FLESHGOD APOCALYPSE - Agony
August 10, 2011, 13 years ago
(Nuclear Blast)
Italy's FLESHGOD APOCALYPSE has been impressing since its fantastic, on-fire '09 debut Oracles, the group proving to the world that Italy's scene runs deeper and more brutal than Fleshgod's rhapsodic countrymen. Oracles' wound-inflicting evidently sliced hard enough to warrant a deal with metal institution Nuclear Blast, and Fleshgod Apocalypse has not disappointed on its Nuclear Blast debut, Agony. Though venturing out of the BEHEMOTH worship of previous efforts, Fleshgod Apocalypse is still able to communicate its vision effectively and viciously, the group's brand of technical death representative of the subgenre at its compositional peak.
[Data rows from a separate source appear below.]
//! Login, logout, refresh and upload against a mocked backend, using the
//! on-disk credential store.

use std::sync::Arc;

use bytes::Bytes;
use mockmate_client::types::RegisterRequest;
use mockmate_client::{
    ApiErrorKind, ApiGateway, ClientConfig, CountingNavigator, FileTokenStore, TokenStore,
};
use serde_json::json;
use tempfile::TempDir;
use wiremock::matchers::{body_json, header, method, path};
use wiremock::{Mock, MockServer, ResponseTemplate};

fn can_bind_localhost() -> bool {
    std::net::TcpListener::bind("127.0.0.1:0").is_ok()
}

fn gateway_with_file_store(server: &MockServer, dir: &TempDir) -> (ApiGateway, Arc<FileTokenStore>) {
    let store = Arc::new(FileTokenStore::open(dir.path().join("credentials.json")).unwrap());
    let config = ClientConfig::new(&server.uri()).unwrap();
    let gateway = ApiGateway::new(
        &config,
        Arc::<FileTokenStore>::clone(&store),
        Arc::new(CountingNavigator::new()),
    )
    .unwrap();
    (gateway, store)
}

#[tokio::test]
async fn test_login_persists_token_for_next_process() {
    if !can_bind_localhost() {
        eprintln!("Skipping: cannot bind localhost TCP port in this environment.");
        return;
    }
    let server = MockServer::start().await;
    let dir = TempDir::new().unwrap();
    let (gateway, _) = gateway_with_file_store(&server, &dir);

    Mock::given(method("POST"))
        .and(path("/auth/login"))
        .and(body_json(json!({"username": "ada", "password": "hunter2"})))
        .respond_with(ResponseTemplate::new(200).set_body_json(json!({
            "token": "jwt-fresh",
            "type": "Bearer",
            "username": "ada",
            "role": "STUDENT",
            "id": 7
        })))
        .expect(1)
        .mount(&server)
        .await;
    Mock::given(method("GET"))
        .and(path("/user/profile"))
        .and(header("authorization", "Bearer jwt-fresh"))
        .respond_with(ResponseTemplate::new(200).set_body_json(json!({"id": 7, "username": "ada"})))
        .expect(1)
        .mount(&server)
        .await;

    let auth = gateway.auth().login("ada", "hunter2").await.unwrap();
    assert_eq!(auth.token, "jwt-fresh");
    assert!(gateway.is_authenticated());

    // A second store over the same file sees the credential.
    let reopened = FileTokenStore::open(dir.path().join("credentials.json")).unwrap();
    assert_eq!(reopened.get().as_deref(), Some("jwt-fresh"));

    let profile = gateway.auth().profile().await.unwrap();
    assert_eq!(profile.username, "ada");
}

#[tokio::test]
async fn test_failed_login_stores_nothing() {
    if !can_bind_localhost() {
        eprintln!("Skipping: cannot bind localhost TCP port in this environment.");
        return;
    }
    let server = MockServer::start().await;
    let dir = TempDir::new().unwrap();
    let (gateway, store) = gateway_with_file_store(&server, &dir);

    Mock::given(method("POST"))
        .and(path("/auth/login"))
        .respond_with(
            ResponseTemplate::new(400).set_body_json(json!({"message": "Invalid credentials"})),
        )
        .mount(&server)
        .await;

    let err = gateway.auth().login("ada", "wrong").await.unwrap_err();
    assert_eq!(err.kind, ApiErrorKind::Http { status: 400 });
    assert_eq!(err.message, "HTTP 400: Invalid credentials");
    assert_eq!(store.get(), None);
    assert!(!dir.path().join("credentials.json").exists());
}

#[tokio::test]
async fn test_login_with_unwritable_store_is_storage_error() {
    if !can_bind_localhost() {
        eprintln!("Skipping: cannot bind localhost TCP port in this environment.");
        return;
    }
    let server = MockServer::start().await;
    let dir = TempDir::new().unwrap();
    let blocker = dir.path().join("home-is-a-file");
    std::fs::write(&blocker, "plain file").unwrap();

    let store = Arc::new(FileTokenStore::open(blocker.join("credentials.json")).unwrap());
    let gateway = ApiGateway::new(
        &ClientConfig::new(&server.uri()).unwrap(),
        Arc::<FileTokenStore>::clone(&store),
        Arc::new(CountingNavigator::new()),
    )
    .unwrap();

    Mock::given(method("POST"))
        .and(path("/auth/login"))
        .respond_with(ResponseTemplate::new(200).set_body_json(json!({"token": "jwt-lost"})))
        .expect(1)
        .mount(&server)
        .await;

    let err = gateway.auth().login("ada", "hunter2").await.unwrap_err();
    assert_eq!(err.kind, ApiErrorKind::Storage);
    assert!(err.details.is_some());
    assert!(!gateway.is_authenticated());
    assert_eq!(store.get(), None);
}

#[tokio::test]
async fn test_register_stores_token() {
    if !can_bind_localhost() {
        eprintln!("Skipping: cannot bind localhost TCP port in this environment.");
        return;
    }
    let server = MockServer::start().await;
    let dir = TempDir::new().unwrap();
    let (gateway, store) = gateway_with_file_store(&server, &dir);

    Mock::given(method("POST"))
        .and(path("/auth/register"))
        .respond_with(ResponseTemplate::new(200).set_body_json(json!({"token": "jwt-new"})))
        .expect(1)
        .mount(&server)
        .await;

    let request = RegisterRequest {
        username: "grace".to_string(),
        email: "grace@example.com".to_string(),
        password: "secret".to_string(),
        ..RegisterRequest::default()
    };
    let auth = gateway.auth().register(&request).await.unwrap();
    assert_eq!(auth.token_type, "Bearer");
    assert_eq!(store.get().as_deref(), Some("jwt-new"));
}

#[tokio::test]
async fn test_logout_clears_token_even_when_backend_fails() {
    if !can_bind_localhost() {
        eprintln!("Skipping: cannot bind localhost TCP port in this environment.");
        return;
    }
    let server = MockServer::start().await;
    let dir = TempDir::new().unwrap();
    let (gateway, store) = gateway_with_file_store(&server, &dir);
    store.set("jwt-old").unwrap();

    Mock::given(method("POST"))
        .and(path("/auth/logout"))
        .and(header("authorization", "Bearer jwt-old"))
        .respond_with(ResponseTemplate::new(503))
        .expect(1)
        .mount(&server)
        .await;

    let err = gateway.auth().logout().await.unwrap_err();
    assert_eq!(err.status(), Some(503));
    assert_eq!(store.get(), None);
    assert!(!dir.path().join("credentials.json").exists());
}

#[tokio::test]
async fn test_refresh_replaces_token() {
    if !can_bind_localhost() {
        eprintln!("Skipping: cannot bind localhost TCP port in this environment.");
        return;
    }
    let server = MockServer::start().await;
    let dir = TempDir::new().unwrap();
    let (gateway, store) = gateway_with_file_store(&server, &dir);
    store.set("jwt-old").unwrap();

    Mock::given(method("POST"))
        .and(path("/auth/refresh"))
        .and(header("authorization", "Bearer jwt-old"))
        .respond_with(ResponseTemplate::new(200).set_body_json(json!({"token": "jwt-rotated"})))
        .expect(1)
        .mount(&server)
        .await;

    let token = gateway.auth().refresh().await.unwrap();
    assert_eq!(token, "jwt-rotated");
    assert_eq!(store.get().as_deref(), Some("jwt-rotated"));
}

#[tokio::test]
async fn test_profile_image_upload_is_multipart() {
    if !can_bind_localhost() {
        eprintln!("Skipping: cannot bind localhost TCP port in this environment.");
        return;
    }
    let server = MockServer::start().await;
    let dir = TempDir::new().unwrap();
    let (gateway, store) = gateway_with_file_store(&server, &dir);
    store.set("jwt").unwrap();

    Mock::given(method("POST"))
        .and(path("/user/profile/upload-image"))
        .and(header("authorization", "Bearer jwt"))
        .respond_with(
            ResponseTemplate::new(200)
                .set_body_json(json!({"profileImageUrl": "/uploads/avatar.png"})),
        )
        .expect(1)
        .mount(&server)
        .await;

    let reply = gateway
        .auth()
        .upload_profile_image(
            "avatar.png",
            Some("image/png"),
            Bytes::from_static(b"\x89PNG-bytes"),
        )
        .await
        .unwrap();
    assert_eq!(reply["profileImageUrl"], "/uploads/avatar.png");

    let received = server.received_requests().await.unwrap();
    let content_type = received[0]
        .headers
        .get("content-type")
        .and_then(|value| value.to_str().ok())
        .unwrap_or_default()
        .to_string();
    assert!(content_type.starts_with("multipart/form-data"));

    let body = String::from_utf8_lossy(&received[0].body);
    assert!(body.contains("name=\"file\""));
    assert!(body.contains("filename=\"avatar.png\""));
    assert!(body.contains("PNG-bytes"));
}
Further differentiating Agony from the rest of the Fleshgod catalogue is this record's unique incorporation of symphonic elements, the album playing with DIMMU BORGIR's orchestral flare under Fleshgod's ultra-precise death metal: as the symphony has been appropriated by false bands ludicrously claiming allegiance to black metal while not fulfilling any of its criteria, it's sort of surreal to hear death metal's immersion in the symphony, the whole exercise a postmodern take on disarming expectations in metal contexts. Which is quite exciting, in an age where metal's over-saturation has produced too many bands doing too many of the same things, year in and year out.